If I were in your situation and the tank's inhabitants weren't suffering, I'd start carbon dosing and watch the nitrate levels fall. I'm also curious, how long has the tank been set up and running? It sounds like less than 6 months so things are still pretty new. I have done tank transfers (same sand & live rock) and I still have always has some of the standard "new tank" issues.

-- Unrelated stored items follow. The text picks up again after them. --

// Item tags
pub const SESSION_KEY: &str = "#EXT-X-SESSION-KEY";
pub const KEY: &str = "#EXT-X-KEY";
pub const DISCONTINUITY: &str = "#EXT-X-DISCONTINUITY";
pub const PROGRAM_DATE_TIME: &str = "#EXT-X-PROGRAM-DATE-TIME";
pub const DATE_RANGE: &str = "#EXT-X-DATERANGE";
pub const MAP: &str = "#EXT-X-MAP";
pub const SESSION_DATA: &str = "#EXT-X-SESSION-DATA";
pub const EXTINF: &str = "#EXTINF";
pub const BYTE_RANGE: &str = "#EXT-X-BYTERANGE";
pub const START: &str = "#EXT-X-START";
pub const MEDIA: &str = "#EXT-X-MEDIA";
pub const STREAM_INF: &str = "#EXT-X-STREAM-INF";
pub const I_FRAME_STREAM_INF: &str = "#EXT-X-I-FRAME-STREAM-INF";
pub const DEFINE: &str = "#EXT-X-DEFINE";
pub const SCTE35: &str = "#EXT-X-SCTE35";
pub const IMAGE_STREAM_INF: &str = "#EXT-X-IMAGE-STREAM-INF";

// Playlist tags
pub const EXTM3U: &str = "#EXTM3U";
pub const ENDLIST: &str = "#EXT-X-ENDLIST";
pub const TARGET_DURATION: &str = "#EXT-X-TARGETDURATION";
pub const ALLOW_CACHE: &str = "#EXT-X-ALLOW-CACHE";
pub const DISCONTINUITY_SEQUENCE: &str = "#EXT-X-DISCONTINUITY-SEQUENCE";
pub const INDEPENDENT_SEGMENTS: &str = "#EXT-X-INDEPENDENT-SEGMENTS";
pub const PLAYLIST_TYPE: &str = "#EXT-X-PLAYLIST-TYPE";
pub const I_FRAMES_ONLY: &str = "#EXT-X-I-FRAMES-ONLY";
pub const MEDIA_SEQUENCE: &str = "#EXT-X-MEDIA-SEQUENCE";
pub const VERSION: &str = "#EXT-X-VERSION";

// Recognized, kept as unknown items
pub const BITRATE: &str = "#EXT-X-BITRATE";
pub const CONTENT_STEERING: &str = "#EXT-X-CONTENT-STEERING";
pub const GAP: &str = "#EXT-X-GAP";
pub const PART: &str = "#EXT-X-PART";
pub const PART_INF: &str = "#EXT-X-PART-INF";
pub const PRELOAD_HINT: &str = "#EXT-X-PRELOAD-HINT";
pub const RENDITION_REPORT: &str = "#EXT-X-RENDITION-REPORT";
pub const SERVER_CONTROL: &str = "#EXT-X-SERVER-CONTROL";
pub const SKIP: &str = "#EXT-X-SKIP";

/// Attribute names.
pub mod attr {
    // Encryption
    pub const METHOD: &str = "METHOD";
    pub const URI: &str = "URI";
    pub const IV: &str = "IV";
    pub const KEY_FORMAT: &str = "KEYFORMAT";
    pub const KEY_FORMAT_VERSIONS: &str = "KEYFORMATVERSIONS";
    pub const KEY_ID: &str = "KEYID";

    pub const BYTE_RANGE: &str = "BYTERANGE";

    // Date range
    pub const ID: &str = "ID";
    pub const CLASS: &str = "CLASS";
    pub const CUE: &str = "CUE";
    pub const START_DATE: &str = "START-DATE";
    pub const END_DATE: &str = "END-DATE";
    pub const DURATION: &str = "DURATION";
    pub const PLANNED_DURATION: &str = "PLANNED-DURATION";
    pub const SCTE35_CMD: &str = "SCTE35-CMD";
    pub const SCTE35_OUT: &str = "SCTE35-OUT";
    pub const SCTE35_IN: &str = "SCTE35-IN";
    pub const END_ON_NEXT: &str = "END-ON-NEXT";

    // SCTE-35, on top of the date range ones
    pub const ELAPSED: &str = "ELAPSED";
    pub const TIME: &str = "TIME";
    pub const UPID: &str = "UPID";
    pub const BLACKOUT: &str = "BLACKOUT";
    pub const CUE_OUT: &str = "CUE-OUT";
    pub const CUE_IN: &str = "CUE-IN";
    pub const SEGNE: &str = "SEGNE";

    // Playback start
    pub const TIME_OFFSET: &str = "TIME-OFFSET";
    pub const PRECISE: &str = "PRECISE";

    // Session data
    pub const DATA_ID: &str = "DATA-ID";
    pub const VALUE: &str = "VALUE";
    pub const LANGUAGE: &str = "LANGUAGE";

    // Define
    pub const IMPORT: &str = "IMPORT";
    pub const QUERY_PARAM: &str = "QUERYPARAM";

    // Media
    pub const TYPE: &str = "TYPE";
    pub const GROUP_ID: &str = "GROUP-ID";
    pub const ASSOC_LANGUAGE: &str = "ASSOC-LANGUAGE";
    pub const NAME: &str = "NAME";
    pub const AUTOSELECT: &str = "AUTOSELECT";
    pub const DEFAULT: &str = "DEFAULT";
    pub const FORCED: &str = "FORCED";
    pub const INSTREAM_ID: &str = "INSTREAM-ID";
    pub const CHARACTERISTICS: &str = "CHARACTERISTICS";
    pub const CHANNELS: &str = "CHANNELS";
    pub const STABLE_RENDITION_ID: &str = "STABLE-RENDITION-ID";

    // Variant streams
    pub const RESOLUTION: &str = "RESOLUTION";
    pub const PROGRAM_ID: &str = "PROGRAM-ID";
    pub const CODECS: &str = "CODECS";
    pub const BANDWIDTH: &str = "BANDWIDTH";
    pub const AVERAGE_BANDWIDTH: &str = "AVERAGE-BANDWIDTH";
    pub const FRAME_RATE: &str = "FRAME-RATE";
    pub const VIDEO: &str = "VIDEO";
    pub const AUDIO: &str = "AUDIO";
    pub const SUBTITLES: &str = "SUBTITLES";
    pub const CLOSED_CAPTIONS: &str = "CLOSED-CAPTIONS";
    pub const HDCP_LEVEL: &str = "HDCP-LEVEL";
    pub const STABLE_VARIANT_ID: &str = "STABLE-VARIANT-ID";
}
use std::{
    fs::File,
    io::{self, BufRead, BufReader, Cursor},
    mem::take,
    path::Path,
};

use log::{debug, trace, warn};
use smol_str::SmolStr;

use crate::{
    error::PlaylistError,
    format::{DiscontinuityItem, Item, Playlist, SegmentItem, UnknownItem, VariantItem, directives},
    registry::{Directive, HeaderField, lookup},
};

/// Reads a whole playlist.
pub fn read(reader: impl BufRead) -> Result<Playlist, PlaylistError> {
    let mut parser = ParserImpl::new(reader);
    parser.parse()?;
    Ok(parser.get_result())
}

pub fn read_str(text: &str) -> Result<Playlist, PlaylistError> {
    read(Cursor::new(text))
}

pub fn read_file(path: impl AsRef<Path>) -> Result<Playlist, PlaylistError> {
    read(BufReader::new(File::open(path)?))
}

pub struct Parser(Box<dyn ParserImplTrait>);

impl Parser {
    pub fn new<T: BufRead + 'static>(reader: T) -> Self {
        Self(Box::new(ParserImpl::new(reader)))
    }

    pub fn parse(&mut self) -> Result<(), PlaylistError> {
        self.0.parse()
    }

    /// Takes the playlist out of the parser. Only complete after a
    /// successful [`Parser::parse`].
    pub fn get_result(&mut self) -> Playlist {
        self.0.get_result()
    }
}

trait ParserImplTrait {
    fn parse(&mut self) -> Result<(), PlaylistError>;
    fn get_result(&mut self) -> Playlist;
}

/// An item waiting for its URI line, with the lines read for it so far.
#[derive(Debug)]
struct Pending {
    item: PendingItem,
    lines: Vec<SmolStr>,
}

#[derive(Debug)]
enum PendingItem {
    /// Master mode: the next line is a variant URI
    Variant(VariantItem),
    /// Media mode: the next line is a segment URI
    Segment(SegmentItem),
}

impl Pending {
    fn new(item: PendingItem, line: &str) -> Self {
        Self {
            item,
            lines: vec![line.into()],
        }
    }

    fn complete(self, uri: &str) -> Item {
        match self.item {
            PendingItem::Variant(mut variant) => {
                variant.stream.uri = Some(uri.into());
                variant.into()
            }
            PendingItem::Segment(mut segment) => {
                segment.segment = uri.into();
                segment.into()
            }
        }
    }

    /// Gives up on the item, its lines are kept as they were.
    fn abandon(self, playlist: &mut Playlist) {
        warn!(
            "No URI line after {}, keeping {} line(s) as unknown items",
            self.lines[0],
            self.lines.len()
        );
        for line in self.lines {
            playlist.append_item(UnknownItem::new(line));
        }
    }
}

#[derive(Debug)]
enum ScanState {
    /// Nothing but `#EXTM3U` is accepted
    HeaderExpected,
    /// `pending` is set while a continuation line is open
    HeaderSeen { pending: Option<Pending> },
}

/// Consumes one trimmed, non-blank line.
fn step(state: ScanState, line: &str, playlist: &mut Playlist) -> Result<ScanState, PlaylistError> {
    let pending = match state {
        ScanState::HeaderExpected if line == directives::EXTM3U => {
            return Ok(ScanState::HeaderSeen { pending: None });
        }
        ScanState::HeaderExpected => return Err(PlaylistError::NotAPlaylist),
        ScanState::HeaderSeen { .. } if line == directives::EXTM3U => {
            return Err(PlaylistError::DuplicateHeader);
        }
        ScanState::HeaderSeen { pending } => pending,
    };

    let Some(entry) = lookup(line) else {
        return Ok(ScanState::HeaderSeen {
            pending: continue_line(pending, line, playlist),
        });
    };

    trace!("Dispatching {} to {}", line, entry.tag);
    let pending = match (entry.read_line)(line) {
        Ok(directive) => apply(directive, pending, line, playlist),
        Err(e) => {
            debug!("Keeping {} as an unknown item: {}", line, e);
            playlist.append_item(UnknownItem::with_cause(line, e));
            pending
        }
    };

    Ok(ScanState::HeaderSeen { pending })
}

/// An untagged line completes the pending item. Anything else, or any line
/// without a pending item, is kept as it is.
fn continue_line(pending: Option<Pending>, line: &str, playlist: &mut Playlist) -> Option<Pending> {
    match pending {
        Some(pending) if !line.starts_with('#') => {
            playlist.append_item(pending.complete(line));
            None
        }
        pending => {
            playlist.append_item(UnknownItem::new(line));
            pending
        }
    }
}

fn apply(
    directive: Directive,
    pending: Option<Pending>,
    line: &str,
    playlist: &mut Playlist,
) -> Option<Pending> {
    match directive {
        Directive::Append(item) => {
            playlist.append_item(item);
            pending
        }
        Directive::AwaitVariant(variant) => {
            if let Some(pending) = pending {
                pending.abandon(playlist);
            }
            Some(Pending::new(PendingItem::Variant(variant), line))
        }
        Directive::AwaitSegment(segment) => {
            if let Some(pending) = pending {
                pending.abandon(playlist);
            }
            Some(Pending::new(PendingItem::Segment(segment), line))
        }
        Directive::ProgramDateTime(time) => match pending {
            Some(Pending {
                item: PendingItem::Segment(mut segment),
                mut lines,
            }) => {
                segment.program_date_time = Some(time);
                lines.push(line.into());
                Some(Pending {
                    item: PendingItem::Segment(segment),
                    lines,
                })
            }
            pending => {
                playlist.append_item(time);
                pending
            }
        },
        Directive::ByteRange(byte_range) => match pending {
            Some(Pending {
                item: PendingItem::Segment(mut segment),
                mut lines,
            }) => {
                segment.byte_range = Some(byte_range);
                lines.push(line.into());
                Some(Pending {
                    item: PendingItem::Segment(segment),
                    lines,
                })
            }
            pending => {
                debug!("Keeping {} as an unknown item: no segment to apply it to", line);
                playlist.append_item(UnknownItem::new(line));
                pending
            }
        },
        Directive::Discontinuity => {
            playlist.append_item(DiscontinuityItem);
            pending
        }
        Directive::Header(field) => {
            apply_header(field, playlist);
            pending
        }
    }
}

fn apply_header(field: HeaderField, playlist: &mut Playlist) {
    match field {
        HeaderField::Version(version) => playlist.version = Some(version),
        HeaderField::MediaSequence(sequence) => playlist.sequence = Some(sequence),
        HeaderField::DiscontinuitySequence(sequence) => {
            playlist.discontinuity_sequence = Some(sequence)
        }
        HeaderField::TargetDuration(target) => playlist.target = Some(target),
        HeaderField::AllowCache(cache) => playlist.cache = Some(cache),
        HeaderField::PlaylistType(playlist_type) => playlist.playlist_type = Some(playlist_type),
        HeaderField::IndependentSegments => playlist.independent_segments = true,
        HeaderField::IFramesOnly => playlist.iframes_only = true,
        HeaderField::EndList => playlist.live = false,
    }
}

struct ParserImpl<T: BufRead> {
    reader: T,
    buffer: String,
    playlist: Playlist,
}

impl<T: BufRead> ParserImpl<T> {
    pub fn new(reader: T) -> Self {
        Self {
            reader,
            buffer: String::new(),
            playlist: Playlist::default(),
        }
    }

    fn next_line(&mut self) -> Result<Option<String>, io::Error> {
        loop {
            self.buffer.clear();
            if self.reader.read_line(&mut self.buffer)? == 0 {
                return Ok(None);
            }

            let line = self.buffer.trim();
            if !line.is_empty() {
                return Ok(Some(line.to_owned()));
            }
        }
    }

    fn finish(&mut self, state: ScanState) -> Result<(), PlaylistError> {
        let ScanState::HeaderSeen { pending } = state else {
            return Err(PlaylistError::UnexpectedEof);
        };

        if let Some(pending) = pending {
            pending.abandon(&mut self.playlist);
        }

        if self.playlist.version.is_none() {
            self.playlist.version = Some(1);
        }

        if !self.playlist.is_valid() {
            return Err(PlaylistError::MixedPlaylist);
        }

        Ok(())
    }
}

impl<T: BufRead> ParserImplTrait for ParserImpl<T> {
    fn parse(&mut self) -> Result<(), PlaylistError> {
        self.playlist = Playlist {
            live: true,
            ..Default::default()
        };

        let mut state = ScanState::HeaderExpected;
        while let Some(line) = self.next_line()? {
            state = step(state, &line, &mut self.playlist)?;
        }

        self.finish(state)
    }

    fn get_result(&mut self) -> Playlist {
        take(&mut self.playlist)
    }
}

I was told to try GFO, I'll look into carbon dosing! The tank is still very new (2 months) I figured it could just be a mini cycle just the level the nitrates are at are starting to concern me. All inhabitants are still doing well and good.
 
Also Seachem Prime claims (in theory) to bind up nitrate, but I don't know if it actually does or not. But same, I've not heard of GFO being used for that.
 
Biopellets worked better for me than “carbon dosing” (but as I understand they work the same way). Also an algae scrubber. In short term: limit feeding?